Air Traffic Control Problem [ICAPS-2021, AAMAS-2021]
Many real world systems involve interaction among large number of agents to achieve a common goal, for example, air traffic control. Several model-free RL algorithms have been proposed for such settings. A key limitation is that the empirical reward signal in model-free case is not very effective in addressing the multiagent credit assignment problem, which determines an agent’s contribution to the team’s success. This results in lower solution quality and high sample complexity. To address this, we contribute (a) an approach to learn a differentiable reward model for both continuous and discrete action setting by exploiting the collective nature of interactions among agents, a feature commonly present in large scale multiagent applications; (b) a shaped reward model analytically derived from the learned reward model to address the key challenge of credit assignment; (c) a model-based multiagent RL approach that integrates shaped rewards into well known RL algorithms such as policy gradient, soft-actor critic. Compared to previous methods, our learned reward models are more accurate, and our approaches achieve better solution quality on synthetic and real world instances of air traffic control, and cooperative navigation with large agent population.
We address the problem of maritime traffic management in busy waterways to increase the safety of navigation by reducing congestion. We model maritime traffic as a large multiagent systems with individual vessels as agents, and the port authority as the regulatory agent. We develop a maritime traffic simulator based on historical traffic data that incorporates realistic domain constraints such as uncertain and asynchronous movement of vessels. We also develop a traffic coordination approach that provides speed recommendation to vessels in different zones. We exploit the nature of collective interactions among agents to develop a scalable policy gradient approach that can scale up to real world problems. Empirical results on synthetic and real world problems show that our approach can significantly reduce congestion while keeping the traffic throughput high.
Graph Based Optimization For Multiagent Cooperation [AAMAS-19, AAMAS-2017 ]
We address the problem of solving math programs defined over a graph where nodes represent agents and edges represent interaction among agents. The objective and constraint functions of this program model the task agent team must perform and the domain constraints. In this multiagent setting, no single agent observes the complete objective and all the constraints of the program. Thus, we develop a distributed message-passing approach to solve this optimization problem. We focus on the class of graph structured linear and quadratic programs (LPs/QPs) which can model important multiagent coordination frameworks such as distributed constraint optimization (DCOP). For DCOPs, our framework models functional constraints among agents (e.g. resource, network flow constraints) in a much more tractable fashion than previous approaches. Our iterative approach has several desirable properties—it is guaranteed to find the optimal solution for LPs, converges for general cyclic graphs, and is memory efficient making it suitable for resource limited agents, and has anytime property. Empirically, our approach provides solid empirical results on several standard benchmark problems when compared against previous approaches.
Decision Making For Computational Sustainability [AAAI-16]
We address the problem of robust decision making for stochastic network design.

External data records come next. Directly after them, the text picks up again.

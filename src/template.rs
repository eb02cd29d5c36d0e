//! Environment templating of scenario sources.
//!
//! Scenario files may reference `{{VAR}}` placeholders, expanded from the
//! process environment before YAML parsing. A handful of placeholders
//! carry defaults so stock scenarios run against a local instance without
//! any setup.

use std::env;

use lazy_regex::regex;

/// Expands every `{{name}}` placeholder in `source` from the environment.
///
/// The three stock keys `hostUrl`, `password` and `userId` resolve through
/// `HOST_URL`, `PASSWORD` and `USER_ID` with built-in defaults; the
/// environment-variable spellings are accepted too. Any other placeholder
/// looks up the variable of the same name. A set but empty variable counts
/// as unset; an unknown placeholder without a default expands to the empty
/// string.
#[must_use]
pub fn expand(source: &str) -> String {
    regex!(r"\{\{\s*([A-Za-z_][A-Za-z0-9_]*)\s*\}\}")
        .replace_all(source, |caps: &lazy_regex::Captures<'_>| {
            let (variable, default) = resolve(&caps[1]);
            env::var(variable)
                .ok()
                .filter(|value| !value.is_empty())
                .unwrap_or_else(|| default.to_owned())
        })
        .into_owned()
}

/// Maps a placeholder name to the environment variable backing it and its
/// default.
fn resolve(name: &str) -> (&str, &'static str) {
    match name {
        "hostUrl" | "HOST_URL" => ("HOST_URL", "http://localhost:3000"),
        "password" | "PASSWORD" => ("PASSWORD", "passw0rd"),
        "userId" | "USER_ID" => ("USER_ID", "test@example.com"),
        _ => (name, ""),
    }
}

Our work is motivated by spatial conservation planning where the goal is to take management decisions within a fixed budget to maximize the expected spread of a population of species over a network of land parcels. Most previous work for this problem assumes that accurate estimates of different network parameters (edge activation probabilities, habitat suitability scores) are available, which is an unrealistic assumption. To address this shortcoming, we assume that network parameters are only partially known, specified via interval bounds. We then develop a decision making approach that computes the solution with minimax regret. We provide new theoretical results regarding the structure of the minmax regret solution which help develop a computationally efficient approach. Empirically, we show that previous approaches that work on point estimates of network parameters result in high regret on several standard benchmarks, while our approach provides significantly more robust solutions.